If you do a quick online search for the name "Jon Daniels", you'll find multiple links to the manager of a major sports team. What you probably won't find, however, is a link to the "Jon Daniels" that made such a difference in the world as we have come to know it.
Jonathan Myrick Daniels (March 20, 1939 – August 20, 1965) was an Episcopal seminarian, killed for his work in the American civil rights movement. His death helped galvanize support for the civil rights movement within the Episcopal church. He is regarded as a martyr in the Episcopal church. The wikipedia entry offers more facts and details. Now I'll offer my own shrivelled synposis.
While Jon was studying at the Episcopal Divinity School in Cambridge, Massachusetts in the spring of 1965, Martin Luther King Jr. put out a call for students and clergy to come to Alabama and participate in a march from Selma to the state capital of Montgomery. The students debated how to respond to a call from the dark- a darkness made more palpable by its social and intellectual distance. Tim Abbott shares his father's own encounter with King's call, as well as with Jon Daniels:
Dad describes his own growing activism and the late night conversations with his fellow seminarians in which "we were honing our positions and our hearts on what had to be done." He remembers his classmate Jonathan Daniels as a complex man, and totally non-violent. "I was in a very different place than he was, in terms of active activism and spirituality" he told me. "In his liturgical way he could sing the Magnificat and feel as if that was his calling, a true Epiphany, and I wasn't there yet. I was studying religion rather than living it the way he was. I was much closer to the activism, on the verge, but there were too many easy rationalizations for not going down to Selma. They weren't about self-protecting - I was not as concerned about personal harm, though perhaps I should have been - but felt I had obligations at school...When he went to Selma with the 1st wave, a couple of seminarians went with him..."

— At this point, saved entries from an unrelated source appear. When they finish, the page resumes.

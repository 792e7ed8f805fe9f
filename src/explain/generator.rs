use std::cmp::Ordering;

use super::tables::{improvement_tip, strength_effect};
use crate::catalog::Career;
use crate::survey::{Preferences, Trait, TraitVector};

/// Why a career was recommended, and what to work on.
#[derive(Debug, Clone, PartialEq)]
pub struct Explanation {
    pub career_name: String,
    /// The two traits contributing most to the score, best first.
    pub strengths: [String; 2],
    pub watch_out: String,
    pub tip: String,
    /// Present when the career rewards what the user values most.
    pub preference_note: Option<String>,
}

/// Signed contribution of a single trait to a career's weighted score.
#[derive(Debug, Clone, Copy, PartialEq)]
pub struct Contribution {
    pub trait_kind: Trait,
    pub value: f64,
}

/// Higher contribution first; equal contributions in alphabetical label order.
fn by_contribution_desc(a: &Contribution, b: &Contribution) -> Ordering {
    b.value
        .partial_cmp(&a.value)
        .unwrap_or(Ordering::Equal)
        .then_with(|| a.trait_kind.label().cmp(b.trait_kind.label()))
}

/// `traits[t] * weights[t]` for all six traits, strongest first.
pub fn contributions(traits: &TraitVector, career: &Career) -> Vec<Contribution> {
    let mut all: Vec<Contribution> = Trait::ALL
        .into_iter()
        .map(|t| Contribution {
            trait_kind: t,
            value: traits.get(t) * career.weight(t),
        })
        .collect();
    all.sort_by(by_contribution_desc);
    all
}

fn strength_sentence(c: &Contribution) -> String {
    format!(
        "{}: {} (contribution {:+.2}).",
        c.trait_kind.name(),
        strength_effect(c.trait_kind),
        c.value
    )
}

fn watch_out_sentence(c: &Contribution) -> String {
    if c.value <= 0.0 {
        format!(
            "{} is relatively weaker or pulls against this role's weighting (contribution {:+.2}).",
            c.trait_kind.name(),
            c.value
        )
    } else {
        format!(
            "{} still has room to grow for this role (contribution {:+.2}).",
            c.trait_kind.name(),
            c.value
        )
    }
}

/// Note shared priorities: the user's strongest preference is one the
/// career also rates above neutral.
fn preference_note(user: &Preferences, career: &Career) -> Option<String> {
    let key = user.strongest();
    if user.get(key) > 0.5 && career.preferences.get(key) > 0.5 {
        Some(format!(
            "This career values {}, which matches what you said matters most to you.",
            key.describe()
        ))
    } else {
        None
    }
}

/// Build the explanation for one recommended career.
///
/// Strengths are the two highest contributions even when they are not
/// positive. The watch-out is the lowest contribution among the remaining
/// four traits, with alphabetical order breaking ties. This is the overall
/// lowest contribution except when a strength ties with it (e.g. all
/// contributions equal); the watch-out then never repeats a strength.
pub fn explain(career: &Career, traits: &TraitVector, user_prefs: &Preferences) -> Explanation {
    let ranked = contributions(traits, career);
    let (top, rest) = ranked.split_at(2);

    let weakest = rest
        .iter()
        .min_by(|a, b| {
            a.value
                .partial_cmp(&b.value)
                .unwrap_or(Ordering::Equal)
                .then_with(|| a.trait_kind.label().cmp(b.trait_kind.label()))
        })
        .copied()
        .unwrap_or(top[1]);

    Explanation {
        career_name: career.name.clone(),
        strengths: [strength_sentence(&top[0]), strength_sentence(&top[1])],
        watch_out: watch_out_sentence(&weakest),
        tip: improvement_tip(weakest.trait_kind).to_string(),
        preference_note: preference_note(user_prefs, career),
    }
}

#[cfg(test)]
mod tests {
    use super::*;
    use std::collections::BTreeMap;

    fn career(weights: &[(&str, f64)], preferences: Preferences) -> Career {
        Career {
            name: "Data Analyst".to_string(),
            weights: weights
                .iter()
                .map(|(k, v)| (k.to_string(), *v))
                .collect::<BTreeMap<_, _>>(),
            preferences,
            desc: "Turns data into decisions".to_string(),
        }
    }

    fn analyst() -> Career {
        career(
            &[
                ("M", 0.4),
                ("C", 0.3),
                ("O", 0.15),
                ("E", 0.05),
                ("A", 0.05),
                ("N", -0.05),
            ],
            Preferences::default(),
        )
    }

    #[test]
    fn test_strengths_are_top_two_contributions() {
        // E, C, O, A, N, M
        let traits = TraitVector::from_values([0.5, 0.8, 0.2, 0.5, 1.0, 1.0]);
        let explanation = explain(&analyst(), &traits, &Preferences::default());

        assert_eq!(explanation.career_name, "Data Analyst");
        assert!(explanation.strengths[0].starts_with("Analytical mindset"));
        assert!(explanation.strengths[0].contains("+0.40"));
        assert!(explanation.strengths[1].starts_with("Conscientiousness"));
    }

    #[test]
    fn test_watch_out_is_most_negative() {
        let traits = TraitVector::from_values([0.5, 0.8, 0.2, 0.5, 1.0, 1.0]);
        let explanation = explain(&analyst(), &traits, &Preferences::default());

        assert!(explanation.watch_out.starts_with("Emotional stability"));
        assert!(explanation.watch_out.contains("pulls against"));
        assert_eq!(explanation.tip, improvement_tip(Trait::N));
    }

    #[test]
    fn test_watch_out_when_nothing_negative() {
        let c = career(
            &[
                ("M", 0.4),
                ("C", 0.3),
                ("O", 0.2),
                ("E", 0.1),
                ("A", 0.1),
                ("N", 0.1),
            ],
            Preferences::default(),
        );
        let traits = TraitVector::from_values([1.0; 6]);
        let explanation = explain(&c, &traits, &Preferences::default());

        // E, A and N tie at +0.10; A is first alphabetically
        assert!(explanation.watch_out.starts_with("Agreeableness"));
        assert!(explanation.watch_out.contains("room to grow"));
        assert_eq!(explanation.tip, improvement_tip(Trait::A));
    }

    #[test]
    fn test_all_zero_contributions_use_alphabetical_order() {
        let traits = TraitVector::default();
        let explanation = explain(&analyst(), &traits, &Preferences::default());

        assert!(explanation.strengths[0].starts_with("Agreeableness"));
        assert!(explanation.strengths[1].starts_with("Conscientiousness"));
        assert!(explanation.watch_out.starts_with("Extraversion"));
    }

    #[test]
    fn test_contribution_ties_sorted_by_label() {
        let c = career(&[("O", 0.5), ("A", 0.5)], Preferences::default());
        let traits = TraitVector::from_values([1.0; 6]);
        let ranked = contributions(&traits, &c);
        assert_eq!(ranked[0].trait_kind, Trait::A);
        assert_eq!(ranked[1].trait_kind, Trait::O);
    }

    #[test]
    fn test_preference_note_when_priorities_match() {
        let user = Preferences {
            salary: 0.25,
            stability: 1.0,
            creativity: 0.5,
            social: 0.0,
        };
        let c = career(
            &[("C", 0.5)],
            Preferences {
                stability: 0.9,
                ..Preferences::default()
            },
        );
        let explanation = explain(&c, &TraitVector::from_values([0.5; 6]), &user);
        let note = explanation.preference_note.unwrap();
        assert!(note.contains("stability"));
    }

    #[test]
    fn test_no_preference_note_for_neutral_user() {
        let traits = TraitVector::from_values([0.5; 6]);
        let explanation = explain(&analyst(), &traits, &Preferences::default());
        assert!(explanation.preference_note.is_none());
    }
}
use anyhow::{Context, Result};
use serde::de::DeserializeOwned;
use serde::{Deserialize, Serialize};
use std::fs::File;
use std::io::BufReader;
use std::path::Path;

use super::types::Career;
use crate::survey::{Answers, Preferences, Question};

pub const QUESTIONS_FILE: &str = "questions.json";
pub const CAREERS_FILE: &str = "careers.json";

/// Questions and careers for one run, as loaded from the data directory.
#[derive(Debug, Clone)]
pub struct Catalog {
    pub questions: Vec<Question>,
    pub careers: Vec<Career>,
}

/// Pre-filled survey for non-interactive runs.
///
/// Example YAML:
/// ```yaml
/// preferences:
///   salary: 0.8
///   stability: 0.6
/// answers:
///   1: 4
///   2: 2
/// ```
#[derive(Debug, Clone, Deserialize, Serialize, PartialEq)]
#[serde(deny_unknown_fields)]
pub struct AnswerSheet {
    #[serde(default)]
    pub preferences: Preferences,
    pub answers: Answers,
}

fn read_json<T: DeserializeOwned>(path: &Path) -> Result<T> {
    let file = File::open(path)
        .with_context(|| format!("Failed to open data file at {}", path.display()))?;
    serde_json::from_reader(BufReader::new(file))
        .with_context(|| format!("Failed to parse {}", path.display()))
}

pub fn load_questions(path: &Path) -> Result<Vec<Question>> {
    read_json(path)
}

pub fn load_careers(path: &Path) -> Result<Vec<Career>> {
    read_json(path)
}

/// Load `questions.json` and `careers.json` from `data_dir`.
///
/// Only the file shape is checked here; content rules are left to
/// [`crate::scoring::validate_catalog`].
pub fn load_catalog(data_dir: &Path) -> Result<Catalog> {
    let questions = load_questions(&data_dir.join(QUESTIONS_FILE))?;
    let careers = load_careers(&data_dir.join(CAREERS_FILE))?;
    tracing::info!(
        questions = questions.len(),
        careers = careers.len(),
        data_dir = %data_dir.display(),
        "catalog loaded"
    );
    Ok(Catalog { questions, careers })
}

pub fn load_answer_sheet(path: &Path) -> Result<AnswerSheet> {
    let content = std::fs::read_to_string(path)
        .with_context(|| format!("Failed to read answers file at {}", path.display()))?;
    serde_saphyr::from_str(&content)
        .with_context(|| format!("Failed to parse answers: invalid YAML in {}", path.display()))
}
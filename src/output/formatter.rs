use owo_colors::OwoColorize;
use std::io::IsTerminal;
use terminal_size::{terminal_size, Width};

use crate::explain::Explanation;
use crate::report::HistoryEntry;
use crate::scoring::{Recommendation, ScoreRecord};
use crate::survey::{Trait, TraitVector};

/// Widest trait bar, in cells, for a score of 1.0.
const MAX_BAR_WIDTH: usize = 20;

/// Check if stdout is a TTY (for auto-detecting color support)
pub fn should_use_colors() -> bool {
    std::io::stdout().is_terminal()
}

/// Get terminal width, defaulting to None for pipes (unlimited)
fn get_terminal_width() -> Option<usize> {
    terminal_size().map(|(Width(w), _)| w as usize)
}

/// Format a 0..1-ish score with three decimals.
pub fn format_score(score: f64) -> String {
    format!("{:.3}", score)
}

/// Truncate a name to fit available width, accounting for Unicode
fn truncate_name(name: &str, max_width: usize) -> String {
    let chars: Vec<char> = name.chars().collect();
    if chars.len() <= max_width {
        name.to_string()
    } else if max_width > 3 {
        format!("{}...", chars[..max_width - 3].iter().collect::<String>())
    } else {
        chars[..max_width].iter().collect()
    }
}

/// Bar of `value * width` blocks, clamped to the bar width.
fn trait_bar(value: f64, width: usize) -> String {
    let cells = (value.clamp(0.0, 1.0) * width as f64) as usize;
    "█".repeat(cells)
}

/// One line per trait: label, value and a proportional bar.
///
/// Bars shrink on narrow terminals; traits without questions are marked.
pub fn format_traits(traits: &TraitVector, use_colors: bool) -> String {
    // "  E: 0.50 " prefix is 10 cells
    let bar_width = get_terminal_width()
        .map(|w| w.saturating_sub(12).min(MAX_BAR_WIDTH))
        .unwrap_or(MAX_BAR_WIDTH);

    traits
        .iter()
        .map(|(t, value)| {
            let bar = trait_bar(value, bar_width);
            let note = if traits.unscored().contains(&t) {
                "  (no questions)"
            } else {
                ""
            };
            if use_colors {
                format!(
                    "  {}: {:.2} {}{}",
                    t.label().bold(),
                    value,
                    bar.cyan(),
                    note.dimmed()
                )
            } else {
                format!("  {}: {:.2} {}{}", t.label(), value, bar, note)
            }
        })
        .collect::<Vec<_>>()
        .join("\n")
}

/// Format records as a ranked table: rank, final score, career name.
/// Rank column: 3 chars (fits "99."), right-aligned
/// Score column is right-aligned, 6 chars wide (fits "1.100")
pub fn format_standings(records: &[ScoreRecord], use_colors: bool) -> String {
    if records.is_empty() {
        return "No careers scored.".to_string();
    }

    let term_width = get_terminal_width();
    let score_width = 6;
    let separator = "  ";
    let fixed_width = 3 + 1 + score_width + separator.len();

    records
        .iter()
        .map(|record| {
            let index_str = format!("{:>2}.", record.rank);
            let score_padded = format!(
                "{:>width$}",
                format_score(record.final_score),
                width = score_width
            );
            let name = match term_width {
                Some(width) if width > fixed_width + 10 => {
                    truncate_name(&record.career_name, width - fixed_width)
                }
                // Very narrow terminal, show truncated
                Some(_) => truncate_name(&record.career_name, 20),
                // No terminal (pipe), don't truncate
                None => record.career_name.clone(),
            };

            if use_colors {
                format!(
                    "{} {}{}{}",
                    index_str.dimmed(),
                    score_padded.bold(),
                    separator,
                    name
                )
            } else {
                format!("{} {}{}{}", index_str, score_padded, separator, name)
            }
        })
        .collect::<Vec<_>>()
        .join("\n")
}

/// Format one recommendation with its reasons (multi-line).
pub fn format_explanation(
    record: &ScoreRecord,
    explanation: &Explanation,
    use_colors: bool,
) -> String {
    let header = format!(
        "{}. {} -- normalized score {}",
        record.rank,
        record.career_name,
        format_score(record.normalized_score)
    );
    let mut lines = vec![if use_colors {
        header.bold().to_string()
    } else {
        header
    }];

    for strength in &explanation.strengths {
        lines.push(format!("     + {}", strength));
    }
    let watch = format!("     ! {}", explanation.watch_out);
    lines.push(if use_colors {
        watch.yellow().to_string()
    } else {
        watch
    });
    lines.push(format!("     Tip: {}", explanation.tip));
    if let Some(note) = &explanation.preference_note {
        lines.push(format!("     {}", note));
    }
    lines.join("\n")
}

/// Full terminal summary of a run.
pub fn format_summary(rec: &Recommendation, use_colors: bool) -> String {
    let mut sections = Vec::new();
    sections.push(format!("Scoring mode = {}", rec.mode));
    sections.push(format!(
        "Your trait scores (0-1 scaled):\n{}",
        format_traits(&rec.traits, use_colors)
    ));

    let top = rec
        .top()
        .iter()
        .zip(&rec.explanations)
        .map(|(record, explanation)| {
            format!("  {}", format_explanation(record, explanation, use_colors))
        })
        .collect::<Vec<_>>()
        .join("\n\n");
    sections.push(format!("Top Recommendations:\n{}", top));
    sections.push(format!(
        "All careers:\n{}",
        format_standings(&rec.standings, use_colors)
    ));

    sections.push(
        "(Higher scores indicate a better match; normalized scores are 0..1.)".to_string(),
    );
    sections.join("\n\n")
}

/// Format standings as tab-separated values for scripting
/// Columns: rank, career, raw, normalized, boost, final (no headers, no colors)
pub fn format_tsv(records: &[ScoreRecord]) -> String {
    records
        .iter()
        .map(|r| {
            format!(
                "{}\t{}\t{:.6}\t{:.6}\t{:.6}\t{:.6}",
                r.rank,
                r.career_name,
                r.raw_score,
                r.normalized_score,
                r.tie_break_boost,
                r.final_score
            )
        })
        .collect::<Vec<_>>()
        .join("\n")
}

/// One line per recorded run: timestamp, mode, trait values and top careers.
pub fn format_history(entries: &[HistoryEntry], use_colors: bool) -> String {
    if entries.is_empty() {
        return "No runs recorded yet.".to_string();
    }

    entries
        .iter()
        .map(|entry| {
            let traits = Trait::ALL
                .iter()
                .zip(entry.traits)
                .map(|(t, v)| format!("{}={:.2}", t.label(), v))
                .collect::<Vec<_>>()
                .join(" ");
            let top = if entry.top.is_empty() {
                "-".to_string()
            } else {
                entry.top.join(", ")
            };
            if use_colors {
                format!(
                    "{}  {:<8}  {}  {}",
                    entry.timestamp.dimmed(),
                    entry.mode,
                    traits,
                    top.bold()
                )
            } else {
                format!("{}  {:<8}  {}  {}", entry.timestamp, entry.mode, traits, top)
            }
        })
        .collect::<Vec<_>>()
        .join("\n")
}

Thus Jon answered the call. And then he missed his bus back to Cambridge. Feeling pulled by the social breakdown he witnesses in Alabama, Jon stayed behind in Selma the rest of that semester to help the civil rights movement. He returned to Cambridge for his final exams, and then went back to Alabama in July. Because something unspeakable kept pulling this highly-disciplined, non-flamboyant, dedicated young seminarian back...
There was a moment, of course, when Jon’s commitment to the beloved community became clear. This moment came prior to his time in Selma at a time when he was working in Wilcox County, specifically in the town of Camden, where sharecropping remained the primary industry for blacks. In Camden, Jon first experienced tear gas and came to see the ribald fear of blacks to become a casualty of the march for their own freedom.
He found himself inhabiting his own "existential moment". To have an existential moment is to become aware of the fact that our lives have signficance and that we exist within them- that we are responsible for them and to a spiritual sense of self characterized by a concern for integrity. An older man who lives on my street likes to call those moments "epiphanies"; I'm inclined to follow his judgement.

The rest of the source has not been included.